In a recent editorial, The Telegraph had wondered whether the transition to a new Parliament building would lead to a betterment in parliamentary practices under the Narendra Modi regime. The answer, if the shocking diatribe by the Bharatiya Janata Party leader, Ramesh Bidhuri, against a Muslim parliamentarian is any indication, appears to be in the negative. While speaking on the success of India’s lunar mission, Mr Bidhuri chose to target Danish Ali of the Bahujan Samaj Party in a language that should shame not only Indian democracy but also its civilisational ethos. To call Mr Bidhuri’s outburst unparliamentary would be an understatement: it reeked of a vile mixture of bigotry and crudeness, marking the august House with an indelible stain. The BJP, as is its wont, has responded with a show of contrition. Mr Bidhuri has been served a show-cause notice by the party; he was also warned ‘sternly’ by the Speaker even though Opposition parliamentarians have been punished for far less by the Chair; the Union defence minister expressed his regret if the poisonous remarks had ‘hurt’ the sentiments of the Opposition — were Rajnath Singh’s sensibilities not violated by his colleague’s outrageous choice of words? The prime minister, of course, did not utter a word of condemnation. Parliament’s defilement is perhaps of little consequence for Mr Modi when there are elections to win.
Cynics would argue that Mr Bidhuri’s behaviour inside Parliament is consistent with the word on the street. After all, Mr Modi’s India has witnessed numerous instances of BJP leaders brazenly indulging in divisive oratory in public. According to one estimate, cases filed under the hate speech law had witnessed a rise of around 500% between 2014 and 2020. India’s minorities have borne a disproportionate share of this toxicity: a report by the organisation, Act Now for Harmony and Democracy, puts the figures of the targeting of Muslims and Christians through hate speeches at 73.3% and 26.7%, respectively. The dismal — dark — data on hate crimes are a separate, but growing, compendium. It is not as if India lacks laws or institutions to confront this sinister phenomenon. The highest court has urged states and Union territories to lodge suo motu first information reports against this offence; the Bharatiya Nyaya Sanhita, the proposed code of law for India, pledges a three-year penalty for hate speech. Yet, the sense of impunity among the offenders is robust and, hence, revealing. It is clear that encouragement from the highest political offices along with the complicity of administrations lies at the root of the evil.

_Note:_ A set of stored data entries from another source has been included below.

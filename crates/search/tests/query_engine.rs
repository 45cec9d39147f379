use codemap_graph::ArtifactPaths;
use codemap_indexer::IndexerConfig;
use codemap_search::{
    index_project, QueryConfig, QueryEngine, SearchConfig, SearchError, VectorMode,
};
use pretty_assertions::assert_eq;
use std::fs;
use std::path::Path;
use tempfile::TempDir;

fn write(root: &Path, path: &str, source: &str) {
    let full = root.join(path);
    if let Some(parent) = full.parent() {
        fs::create_dir_all(parent).unwrap();
    }
    fs::write(full, source).unwrap();
}

fn sample_project() -> TempDir {
    let temp = TempDir::new().unwrap();
    write(
        temp.path(),
        "main.py",
        "from services.users import create_user\n\ndef main():\n    create_user(\"ada\")\n\nif __name__ == \"__main__\":\n    main()\n",
    );
    write(
        temp.path(),
        "services/users.py",
        "\"\"\"User management.\"\"\"\nfrom services.db import save\n\ndef create_user(name):\n    \"\"\"Create and persist a user account.\"\"\"\n    record = {\"name\": name}\n    save(record)\n    return record\n",
    );
    write(
        temp.path(),
        "services/db.py",
        "def save(record):\n    \"\"\"Write a record to the database.\"\"\"\n    return record\n\ndef connect(url):\n    return url\n",
    );
    temp
}

async fn indexed_engine(temp: &TempDir, config: QueryConfig) -> QueryEngine {
    let paths = ArtifactPaths::for_project_root(temp.path());
    let report = index_project(
        temp.path(),
        &paths,
        IndexerConfig::default(),
        &SearchConfig::default(),
    )
    .await
    .unwrap();
    assert_eq!(report.indexing.files, 3);
    assert_eq!(report.keyword_documents, 7);

    QueryEngine::open(temp.path(), &paths, config).await.unwrap()
}

#[tokio::test]
async fn missing_artifacts_fail_fast() {
    let temp = TempDir::new().unwrap();
    let paths = ArtifactPaths::for_project_root(temp.path());

    let err = QueryEngine::open(temp.path(), &paths, QueryConfig::default())
        .await
        .err()
        .unwrap();
    assert!(matches!(err, SearchError::MissingArtifact { .. }));
    assert!(err.to_string().ends_with("Run `codemap index` first."));
}

#[tokio::test]
async fn search_and_lookup() {
    let temp = sample_project();
    let engine = indexed_engine(&temp, QueryConfig::default()).await;

    let hits = engine.search("database", 5).await.unwrap();
    assert_eq!(hits[0].id, "services.db.save");

    let found = engine.lookup("create_user").unwrap();
    assert!(found.ids.contains(&"services.users.create_user".to_string()));
    assert!(found
        .render()
        .starts_with("Found 'create_user' in these locations:\n"));

    let missing = engine.lookup("kubernetes").unwrap();
    assert_eq!(missing.render(), "No exact matches found for 'kubernetes'.");

    assert!(matches!(
        engine.search("  ", 5).await,
        Err(SearchError::EmptyQuery)
    ));
}

#[tokio::test]
async fn expand_trace_and_diagram() {
    let temp = sample_project();
    let engine = indexed_engine(&temp, QueryConfig::default()).await;

    let bundle = engine.expand("services/users.py::create_user").unwrap();
    assert_eq!(bundle.id, "services.users.create_user");
    assert_eq!(bundle.callee_names(), vec!["save"]);
    assert!(bundle.caller_names().contains(&"main"));
    assert!(bundle.code.contains("   4 | def create_user(name):"));

    let trace = engine.trace_flow("main.main", None).unwrap();
    assert_eq!(
        trace.render(),
        "Function **main** calls -> create_user\nFunction **create_user** calls -> save"
    );

    let diagram = engine
        .generate_diagram(&["services.users.create_user".to_string()], None)
        .unwrap();
    assert!(diagram.contains("    services_users_create_user --> services_db_save"));

    let err = engine.expand("services.nothing").unwrap_err();
    assert_eq!(err.to_string(), "Node 'services.nothing' not found in graph.");
}

#[tokio::test]
async fn node_info_overview_and_entry_flow() {
    let temp = sample_project();
    let engine = indexed_engine(&temp, QueryConfig::default()).await;

    let info = engine.node_info("services.db.save").unwrap();
    assert_eq!(info.file.as_deref(), Some("services/db.py"));
    assert_eq!(info.definition_line, 1);
    assert!(info.called_by.contains(&"services.users.create_user".to_string()));
    assert!(info.render().contains("type: function"));

    let overview = engine.overview();
    assert_eq!(overview.core_modules.len(), 3);
    assert_eq!(overview.entry_file.as_deref(), Some("main.py"));
    assert_eq!(overview.entry_node.as_deref(), Some("main.main"));
    assert!(overview.render().contains("CORE FILES (Most heavily referenced):"));

    let entry = engine.trace_entry_flow(None).unwrap();
    assert_eq!(entry.start, "main.main");

    let mermaid = engine.flow_diagram(None, None).unwrap();
    assert!(mermaid.starts_with("graph TD\n"));
    assert!(mermaid.contains("    A --> B"));
    assert!(mermaid.ends_with("class A entryPoint"));
}

#[tokio::test]
async fn stub_vectors_join_the_fusion() {
    let temp = sample_project();
    let config = QueryConfig {
        vector: VectorMode::Stub,
        ..QueryConfig::default()
    };
    let engine = indexed_engine(&temp, config).await;

    let hits = engine.search("database record", 5).await.unwrap();
    assert!(hits.len() > 1);
    assert!(hits.iter().any(|h| h.id == "services.db.save"));
    for pair in hits.windows(2) {
        assert!(pair[0].score >= pair[1].score);
    }
}

#[tokio::test]
async fn overview_shows_readme_and_file_tree() {
    let temp = sample_project();
    write(temp.path(), "README.md", &"Sample service. ".repeat(200));
    let engine = indexed_engine(&temp, QueryConfig::default()).await;

    let overview = engine.overview();
    let readme = overview.readme.as_ref().unwrap();
    assert_eq!(readme.path, "README.md");
    assert_eq!(readme.content.chars().count(), 2000);
    assert!(readme.truncated);

    assert!(overview.file_tree[0].ends_with('/'));
    assert!(overview.file_tree.contains(&"    services/".to_string()));
    assert!(overview.file_tree.contains(&"        db.py".to_string()));
    assert!(!overview.file_tree.iter().any(|line| line.contains("README")));

    let text = overview.render();
    assert!(text.starts_with("README (README.md):\nSample service."));
    assert!(text.contains("\n... [Truncated] ...\n\nCORE FILES"));
    assert!(text.contains("\n\nPROJECT FILE TREE:\n"));
}

#[tokio::test]
async fn read_file_returns_numbered_lines() {
    let temp = sample_project();
    let engine = indexed_engine(&temp, QueryConfig::default()).await;

    assert_eq!(
        engine.read_file("services/db.py", 1, Some(2)).unwrap(),
        "   1 | def save(record):\n   2 |     \"\"\"Write a record to the database.\"\"\""
    );
    assert!(matches!(
        engine.read_file("services/db.py", 5, Some(2)),
        Err(SearchError::Indexer(_))
    ));
    assert!(engine.read_file("../outside.py", 1, None).is_err());
}

#[tokio::test]
async fn node_info_reports_bases() {
    let temp = TempDir::new().unwrap();
    write(
        temp.path(),
        "models.py",
        "class Base:\n    pass\n\nclass User(Base):\n    def save(self):\n        pass\n\nclass Missing(KeyError):\n    pass\n",
    );
    let paths = ArtifactPaths::for_project_root(temp.path());
    index_project(
        temp.path(),
        &paths,
        IndexerConfig::default(),
        &SearchConfig::default(),
    )
    .await
    .unwrap();
    let engine = QueryEngine::open(temp.path(), &paths, QueryConfig::default())
        .await
        .unwrap();

    let user = engine.node_info("models.User").unwrap();
    assert_eq!(user.inherits_from, vec!["models.Base".to_string()]);
    assert!(user.render().contains("inherits_from: [models.Base]"));

    let missing = engine.node_info("models.Missing").unwrap();
    assert_eq!(missing.inherits_from, vec!["KeyError".to_string()]);

    let base = engine.node_info("models.Base").unwrap();
    assert!(base.inherits_from.is_empty());
    assert!(!base.render().contains("inherits_from"));
}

Now that Parliament too has begun to sprout the rashes of ugliness that were once relegated to the streets, it is time for the conscientious citizen and the political Opposition to reflect on some harsh truths. There is no doubting the fact that the BJP’s polarising tenor enjoys credibility among large segments of the population. The pushback that is necessary against hate-mongering has, so far, been sporadic and fractured. One Bharat Jodo Yatra, undoubtedly an inspiring initiative, will not be enough to battle the spectre of hate. The counteroffensive needs to be collective — public — in character and implemented in the everyday life of the nation. All spaces — personal, political, institutional — need to be leached of the poison. Till then, India and its esteemed institutions will remain vulnerable to the shame brought upon by hatred.